%%

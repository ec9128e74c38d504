//! Dashboard palette.

use crate::types::MessageKind;
use ratatui::style::{Color, Modifier, Style};
use std::ffi::OsStr;

/// `NO_COLOR` asks for monochrome output when it is set to anything but the
/// empty string.
pub fn no_color_requested(value: Option<&OsStr>) -> bool {
    value.is_some_and(|value| !value.is_empty())
}

#[derive(Debug, Clone, Copy, PartialEq, Eq)]
pub enum PriorityTier {
    High,
    Medium,
    Low,
}

impl PriorityTier {
    /// Lower numbers are more urgent.
    pub fn for_priority(priority: i64) -> Self {
        if priority <= 2 {
            Self::High
        } else if priority <= 4 {
            Self::Medium
        } else {
            Self::Low
        }
    }
}

#[derive(Debug, Clone, PartialEq, Eq)]
pub struct Theme {
    pub title: Style,
    pub border: Style,
    pub text: Style,
    pub muted: Style,
    pub error: Style,
    pub success: Style,
    pub warning: Style,
    pub bar_filled: Style,
    pub bar_empty: Style,
    pub pulse_on: Style,
    pub pulse_off: Style,
    pub cursor: Style,
    pub priority_high: Style,
    pub priority_medium: Style,
    pub priority_low: Style,
}

impl Default for Theme {
    fn default() -> Self {
        Self {
            title: Style::default().fg(Color::Cyan).add_modifier(Modifier::BOLD),
            border: Style::default().fg(Color::DarkGray),
            text: Style::default(),
            muted: Style::default().fg(Color::DarkGray),
            error: Style::default().fg(Color::Red).add_modifier(Modifier::BOLD),
            success: Style::default().fg(Color::Green),
            warning: Style::default().fg(Color::Yellow),
            bar_filled: Style::default().fg(Color::Green),
            bar_empty: Style::default().fg(Color::DarkGray),
            pulse_on: Style::default().fg(Color::Cyan).add_modifier(Modifier::BOLD),
            pulse_off: Style::default().fg(Color::Blue),
            cursor: Style::default().fg(Color::White),
            priority_high: Style::default().fg(Color::Red).add_modifier(Modifier::BOLD),
            priority_medium: Style::default().fg(Color::Yellow),
            priority_low: Style::default().fg(Color::DarkGray),
        }
    }
}

impl Theme {
    /// For `--monochrome`, `display.monochrome`, a non-empty `NO_COLOR`, and
    /// every `--once` frame.
    pub fn monochrome() -> Self {
        let plain = Style::default();
        let bold = plain.add_modifier(Modifier::BOLD);
        Self {
            title: bold,
            border: plain,
            text: plain,
            muted: plain.add_modifier(Modifier::DIM),
            error: bold,
            success: plain,
            warning: plain,
            bar_filled: plain,
            bar_empty: plain.add_modifier(Modifier::DIM),
            pulse_on: bold,
            pulse_off: plain,
            cursor: plain,
            priority_high: bold,
            priority_medium: plain,
            priority_low: plain.add_modifier(Modifier::DIM),
        }
    }

    pub fn priority(&self, tier: PriorityTier) -> Style {
        match tier {
            PriorityTier::High => self.priority_high,
            PriorityTier::Medium => self.priority_medium,
            PriorityTier::Low => self.priority_low,
        }
    }

    pub fn message(&self, kind: MessageKind) -> Style {
        match kind {
            MessageKind::Command => self.title,
            MessageKind::Prompt => self.pulse_off,
            MessageKind::System => self.muted,
            MessageKind::Info => self.text,
            MessageKind::Success => self.success,
            MessageKind::Error => self.error,
        }
    }
}

#[cfg(test)]
mod tests {
    use super::{no_color_requested, PriorityTier, Theme};
    use crate::types::MessageKind;
    use ratatui::style::Color;
    use std::ffi::OsStr;

    #[test]
    fn no_color_needs_a_non_empty_value() {
        assert!(!no_color_requested(None));
        assert!(!no_color_requested(Some(OsStr::new(""))));
        assert!(no_color_requested(Some(OsStr::new("1"))));
    }

    #[test]
    fn priority_tiers_split_at_two_and_four() {
        assert_eq!(PriorityTier::for_priority(-1), PriorityTier::High);
        assert_eq!(PriorityTier::for_priority(2), PriorityTier::High);
        assert_eq!(PriorityTier::for_priority(3), PriorityTier::Medium);
        assert_eq!(PriorityTier::for_priority(4), PriorityTier::Medium);
        assert_eq!(PriorityTier::for_priority(5), PriorityTier::Low);
    }

    #[test]
    fn default_theme_colours_priorities_and_errors() {
        let theme = Theme::default();
        assert_eq!(theme.priority(PriorityTier::High).fg, Some(Color::Red));
        assert_eq!(theme.message(MessageKind::Error).fg, Some(Color::Red));
        assert_eq!(theme.message(MessageKind::Success).fg, Some(Color::Green));
    }

    #[test]
    fn monochrome_theme_has_no_colours() {
        let theme = Theme::monochrome();
        for style in [theme.title, theme.error, theme.bar_filled, theme.priority_high] {
            assert_eq!(style.fg, None);
            assert_eq!(style.bg, None);
        }
    }
}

%%

**Exercise description**
Would you please restate all of the entries exactly?

**Expected output**
repository ec9128e74c38d504
//! Dashboard palette.

use crate::types::MessageKind;
use ratatui::style::{Color, Modifier, Style};
use std::ffi::OsStr;

/// `NO_COLOR` asks for monochrome output when it is set to anything but the
/// empty string.
pub fn no_color_requested(value: Option<&OsStr>) -> bool {
    value.is_some_and(|value| !value.is_empty())
}

#[derive(Debug, Clone, Copy, PartialEq, Eq)]
pub enum PriorityTier {
    High,
    Medium,
    Low,
}

impl PriorityTier {
    /// Lower numbers are more urgent.
    pub fn for_priority(priority: i64) -> Self {
        if priority <= 2 {
            Self::High
        } else if priority <= 4 {
            Self::Medium
        } else {
            Self::Low
        }
    }
}

#[derive(Debug, Clone, PartialEq, Eq)]
pub struct Theme {
    pub title: Style,
    pub border: Style,
    pub text: Style,
    pub muted: Style,
    pub error: Style,
    pub success: Style,
    pub warning: Style,
    pub bar_filled: Style,
    pub bar_empty: Style,
    pub pulse_on: Style,
    pub pulse_off: Style,
    pub cursor: Style,
    pub priority_high: Style,
    pub priority_medium: Style,
    pub priority_low: Style,
}

impl Default for Theme {
    fn default() -> Self {
        Self {
            title: Style::default().fg(Color::Cyan).add_modifier(Modifier::BOLD),
            border: Style::default().fg(Color::DarkGray),
            text: Style::default(),
            muted: Style::default().fg(Color::DarkGray),
            error: Style::default().fg(Color::Red).add_modifier(Modifier::BOLD),
            success: Style::default().fg(Color::Green),
            warning: Style::default().fg(Color::Yellow),
            bar_filled: Style::default().fg(Color::Green),
            bar_empty: Style::default().fg(Color::DarkGray),
            pulse_on: Style::default().fg(Color::Cyan).add_modifier(Modifier::BOLD),
            pulse_off: Style::default().fg(Color::Blue),
            cursor: Style::default().fg(Color::White),
            priority_high: Style::default().fg(Color::Red).add_modifier(Modifier::BOLD),
            priority_medium: Style::default().fg(Color::Yellow),
            priority_low: Style::default().fg(Color::DarkGray),
        }
    }
}

impl Theme {
    /// For `--monochrome`, `display.monochrome`, a non-empty `NO_COLOR`, and
    /// every `--once` frame.
    pub fn monochrome() -> Self {
        let plain = Style::default();
        let bold = plain.add_modifier(Modifier::BOLD);
        Self {
            title: bold,
            border: plain,
            text: plain,
            muted: plain.add_modifier(Modifier::DIM),
            error: bold,
            success: plain,
            warning: plain,
            bar_filled: plain,
            bar_empty: plain.add_modifier(Modifier::DIM),
            pulse_on: bold,
            pulse_off: plain,
            cursor: plain,
            priority_high: bold,
            priority_medium: plain,
            priority_low: plain.add_modifier(Modifier::DIM),
        }
    }

    pub fn priority(&self, tier: PriorityTier) -> Style {
        match tier {
            PriorityTier::High => self.priority_high,
            PriorityTier::Medium => self.priority_medium,
            PriorityTier::Low => self.priority_low,
        }
    }

    pub fn message(&self, kind: MessageKind) -> Style {
        match kind {
            MessageKind::Command => self.title,
            MessageKind::Prompt => self.pulse_off,
            MessageKind::System => self.muted,
            MessageKind::Info => self.text,
            MessageKind::Success => self.success,
            MessageKind::Error => self.error,
        }
    }
}

#[cfg(test)]
mod tests {
    use super::{no_color_requested, PriorityTier, Theme};
    use crate::types::MessageKind;
    use ratatui::style::Color;
    use std::ffi::OsStr;

    #[test]
    fn no_color_needs_a_non_empty_value() {
        assert!(!no_color_requested(None));
        assert!(!no_color_requested(Some(OsStr::new(""))));
        assert!(no_color_requested(Some(OsStr::new("1"))));
    }

    #[test]
    fn priority_tiers_split_at_two_and_four() {
        assert_eq!(PriorityTier::for_priority(-1), PriorityTier::High);
        assert_eq!(PriorityTier::for_priority(2), PriorityTier::High);
        assert_eq!(PriorityTier::for_priority(3), PriorityTier::Medium);
        assert_eq!(PriorityTier::for_priority(4), PriorityTier::Medium);
        assert_eq!(PriorityTier::for_priority(5), PriorityTier::Low);
    }

    #[test]
    fn default_theme_colours_priorities_and_errors() {
        let theme = Theme::default();
        assert_eq!(theme.priority(PriorityTier::High).fg, Some(Color::Red));
        assert_eq!(theme.message(MessageKind::Error).fg, Some(Color::Red));
        assert_eq!(theme.message(MessageKind::Success).fg, Some(Color::Green));
    }

    #[test]
    fn monochrome_theme_has_no_colours() {
        let theme = Theme::monochrome();
        for style in [theme.title, theme.error, theme.bar_filled, theme.priority_high] {
            assert_eq!(style.fg, None);
            assert_eq!(style.bg, None);
        }
    }
}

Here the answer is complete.